Lab work was temporarily diverted to St. Elizabeth Boardman


Staff report

YOUNGSTOWN

Mercy Health – St. Elizabeth Youngstown Hospital was on temporary diversion Sunday after the air-handling system shut down after coils froze, causing water to enter the lab area, damaging equipment.

The diversion, under which lab work was sent to other area Mercy Health hospitals – St. Elizabeth Boardman and St. Joseph Warren, was lifted Sunday afternoon after key laboratory equipment was repaired.

Work to restore the lab to its full operational capabilities continued late Sunday afternoon, but it was not known at that time when the work would be complete. The accident occurred about 5 a.m.

During the diversion, patients needing Level 1 trauma care were sent to the nearest hospital with a Level 1 trauma center because needed lab services were not available at St. Elizabeth, a hospital spokeswoman said.

The weather-related system shutdown in the lab did not impact technology or structures in any other part of the hospital.

The shutdown was caused by coils within the air-handling system that froze as a result of the extreme temperatures. Water pumped through the damaged coils and entered the laboratory, damaging key equipment.

The laboratory, which conducts testing integral to the diagnosis and treatment of traumas and medical emergencies such as heart attacks, is the primary site for a variety of diagnostic and specimen testing for Mercy Health’s three Mahoning Valley hospitals: St. Elizabeth Youngstown, St. Elizabeth Boardman and St.
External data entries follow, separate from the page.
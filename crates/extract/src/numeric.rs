use regex::Regex;
use serde::Serialize;
use std::sync::LazyLock;

const POUNDS_PER_TON: f64 = 2000.0;

static ACTIVE_RE: LazyLock<Regex> =
    LazyLock::new(|| Regex::new(r"(?i)\bactive(?:\s*[:\-]\s*|\s+)([\d.]+)").expect("active pattern"));
static PASSIVE_RE: LazyLock<Regex> =
    LazyLock::new(|| Regex::new(r"(?i)\bpassive(?:\s*[:\-]\s*|\s+)([\d.]+)").expect("passive pattern"));
static AFTER_COLON_RE: LazyLock<Regex> =
    LazyLock::new(|| Regex::new(r":\s*([\d.]+)").expect("colon pattern"));

/// Outcome of reading a number out of a model answer.
#[derive(Debug, Clone, PartialEq, Serialize)]
#[serde(tag = "status", content = "detail", rename_all = "snake_case")]
pub enum Extraction {
    Found(f64),
    /// The pattern the component expects is not in the answer.
    NotFound(String),
    /// The pattern is there but the token is not a number.
    ParseError(String),
}

impl Extraction {
    /// Numeric view: failures read as 0.
    pub fn value(&self) -> f64 {
        match self {
            Extraction::Found(v) => *v,
            _ => 0.0,
        }
    }

    pub fn found(&self) -> Option<f64> {
        match self {
            Extraction::Found(v) => Some(*v),
            _ => None,
        }
    }
}

/// Which parsing rule applies to a component.
#[derive(Debug, Clone, Copy, PartialEq, Eq)]
pub enum ComponentRule {
    GreenhouseGas,
    OpenSpaceRatio,
    Default,
}

impl ComponentRule {
    pub fn for_component(component: &str) -> Self {
        let component = component.trim();
        if component.eq_ignore_ascii_case("greenhouse gas emissions") {
            ComponentRule::GreenhouseGas
        } else if component.eq_ignore_ascii_case("open space ratio") {
            ComponentRule::OpenSpaceRatio
        } else {
            ComponentRule::Default
        }
    }
}

/// Read the numeric answer for `component` out of `text`. Never fails; a
/// missing or malformed value yields 0 and a warning.
pub fn extract_numeric_value(text: &str, component: &str) -> f64 {
    let extraction = parse_numeric_value(text, component);
    if let Extraction::NotFound(reason) | Extraction::ParseError(reason) = &extraction {
        tracing::warn!(component, reason = %reason, response = text, "failed to extract numeric value");
    }
    extraction.value()
}

pub fn parse_numeric_value(text: &str, component: &str) -> Extraction {
    match ComponentRule::for_component(component) {
        ComponentRule::GreenhouseGas => parse_emissions(text),
        ComponentRule::OpenSpaceRatio => parse_open_space(text),
        ComponentRule::Default => parse_after_last_colon(text),
    }
}

/// Value after the last colon, converted to tons when given in pounds.
fn parse_emissions(text: &str) -> Extraction {
    let Some((_, value_str)) = text.rsplit_once(':') else {
        return Extraction::NotFound("no colon in answer".into());
    };

    let mut tokens = value_str.split_whitespace();
    let Some(first) = tokens.next() else {
        return Extraction::NotFound("nothing after the last colon".into());
    };
    let magnitude = match parse_number(first) {
        Ok(v) => v,
        Err(e) => return Extraction::ParseError(e),
    };

    let mut in_pounds = false;
    for token in tokens {
        let token = token.to_lowercase();
        if token.contains("pound") || token.contains("lb") {
            in_pounds = true;
            break;
        }
        if token.contains("ton") {
            break;
        }
    }

    if in_pounds {
        Extraction::Found(magnitude / POUNDS_PER_TON)
    } else {
        Extraction::Found(magnitude)
    }
}

/// Active + passive when either is given, else the first number after a colon.
fn parse_open_space(text: &str) -> Extraction {
    let active = ACTIVE_RE.captures(text).map(|c| c[1].to_string());
    let passive = PASSIVE_RE.captures(text).map(|c| c[1].to_string());

    if active.is_some() || passive.is_some() {
        let mut sum = 0.0;
        for raw in [active, passive].into_iter().flatten() {
            match parse_number(&raw) {
                Ok(v) => sum += v,
                Err(e) => return Extraction::ParseError(e),
            }
        }
        return Extraction::Found(sum);
    }

    match AFTER_COLON_RE.captures(text) {
        Some(c) => match parse_number(&c[1]) {
            Ok(v) => Extraction::Found(v),
            Err(e) => Extraction::ParseError(e),
        },
        None => Extraction::NotFound("no numeric value found for Open Space Ratio".into()),
    }
}

fn parse_after_last_colon(text: &str) -> Extraction {
    let Some((_, value_str)) = text.rsplit_once(':') else {
        return Extraction::NotFound("no colon in answer".into());
    };

    let cleaned = value_str.trim().replace(',', "");
    match cleaned.split_whitespace().next() {
        Some(token) => match parse_number(token) {
            Ok(v) => Extraction::Found(v),
            Err(e) => Extraction::ParseError(e),
        },
        None => Extraction::NotFound("nothing after the last colon".into()),
    }
}

/// Parse a token with thousands separators removed. Non-finite values are rejected.
fn parse_number(token: &str) -> Result<f64, String> {
    let cleaned = token.replace(',', "");
    match cleaned.parse::<f64>() {
        Ok(v) if v.is_finite() => Ok(v),
        Ok(_) => Err(format!("non-finite value '{}'", token)),
        Err(_) => Err(format!("could not convert '{}' to a number", token)),
    }
}
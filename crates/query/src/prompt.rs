use index::SearchHit;

/// Join retrieved chunks into one context block, in retrieval order.
pub fn build_context(hits: &[SearchHit]) -> String {
    hits.iter()
        .map(|hit| format!("Page {}:\n{}", hit.page, hit.text))
        .collect::<Vec<_>>()
        .join("\n\n")
}

pub fn build_answer_prompt(context: &str, question: &str) -> String {
    format!("Context:\n{}\n\nQuestion: {}\nAnswer:", context, question)
}
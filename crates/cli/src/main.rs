mod batch;
mod cli;
mod config;
mod metrics;
mod retry;
mod server;
#[cfg(test)]
mod test_support;

use anyhow::Result;
use clap::Parser;
use std::sync::Arc;
use tracing::{debug, error, info, warn};
use tracing_subscriber::EnvFilter;

use crate::batch::{JobOutcome, Pipeline};
use crate::cli::{Cli, Commands, RunArgs, ServeArgs};
use crate::config::AppConfig;

#[tokio::main]
async fn main() {
    // Load .env before clap reads env fallbacks
    let dotenv = dotenvy::dotenv();

    let cli = Cli::parse();
    init_tracing(cli.log_json);

    match dotenv {
        Ok(path) => debug!(path = %path.display(), "Loaded .env"),
        Err(e) if e.not_found() => {}
        Err(e) => warn!(error = %e, "Failed to load .env"),
    }

    if let Err(err) = run(cli).await {
        error!("{}", err);
        for cause in err.chain().skip(1) {
            error!("  caused by: {}", cause);
        }
        std::process::exit(1);
    }
}

fn init_tracing(json: bool) {
    let filter = EnvFilter::try_from_default_env().unwrap_or_else(|_| EnvFilter::new("info"));
    let builder = tracing_subscriber::fmt()
        .with_env_filter(filter)
        .with_target(false)
        .with_writer(std::io::stderr);

    if json {
        builder.json().init();
    } else {
        builder.init();
    }
}

async fn run(cli: Cli) -> Result<()> {
    match cli.command {
        Commands::Run(args) => run_reports(args).await,
        Commands::Serve(args) => serve(args).await,
    }
}

async fn run_reports(args: RunArgs) -> Result<()> {
    let config = AppConfig::from_args(&args.config)?;
    let pipeline = Pipeline::from_config(config)?;

    let discovery = pipeline.config().batch.discovery();
    let outcomes = pipeline.run_batch(&args.path, discovery, print_outcome).await?;

    let stats = pipeline.stats().snapshot();
    info!(
        directories = outcomes.len(),
        completed = stats.directories_processed,
        skipped = stats.directories_skipped,
        failed = stats.directories_failed,
        questions = stats.questions_asked,
        values_found = stats.values_found,
        service_failures = stats.service_failures,
        "Run complete"
    );
    Ok(())
}

fn print_outcome(outcome: &JobOutcome) {
    match outcome {
        JobOutcome::Completed {
            name,
            output,
            answers_log,
            table,
        } => {
            println!("\n=== {} ===", name);
            print!("{}", table);
            println!("Results saved to {}", output.display());
            if let Some(log) = answers_log {
                println!("Answers saved to {}", log.display());
            }
        }
        JobOutcome::Skipped { name, reason } => {
            println!("\n=== {} ===\nSkipped: {}", name, reason);
        }
        JobOutcome::Failed { name, error } => {
            println!("\n=== {} ===\nFailed: {}", name, error);
        }
    }
}

async fn serve(args: ServeArgs) -> Result<()> {
    let config = AppConfig::from_args(&args.config)?;
    let pipeline = Arc::new(Pipeline::from_config(config)?);
    server::serve(pipeline, args.bind).await
}
pub mod llm;
pub mod prompt;
pub mod retriever;

pub use index::ServiceError;
pub use llm::{LanguageModel, OllamaModel, OpenAiChatModel};
pub use prompt::{build_answer_prompt, build_context};
pub use retriever::{AnswerRetriever, DEFAULT_TOP_K, RetrievalResult};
Joseph Warren.

“Mercy Health - Youngstown has response and contingency plans in place for these types of situations to minimize disruption to our operations and, ultimately, our patients,” said Donald E. Koenig Jr., president of St. Elizabeth Youngstown Hospital and executive vice president and chief operating officer of Mercy Health - Youngstown.

During the diversion, St. Elizabeth Youngstown had temporarily relocated some testing and staffing to the laboratory at St. Elizabeth Boardman. As a consequence, turnaround time for lab testing may be delayed during the relocation, hospital officials said.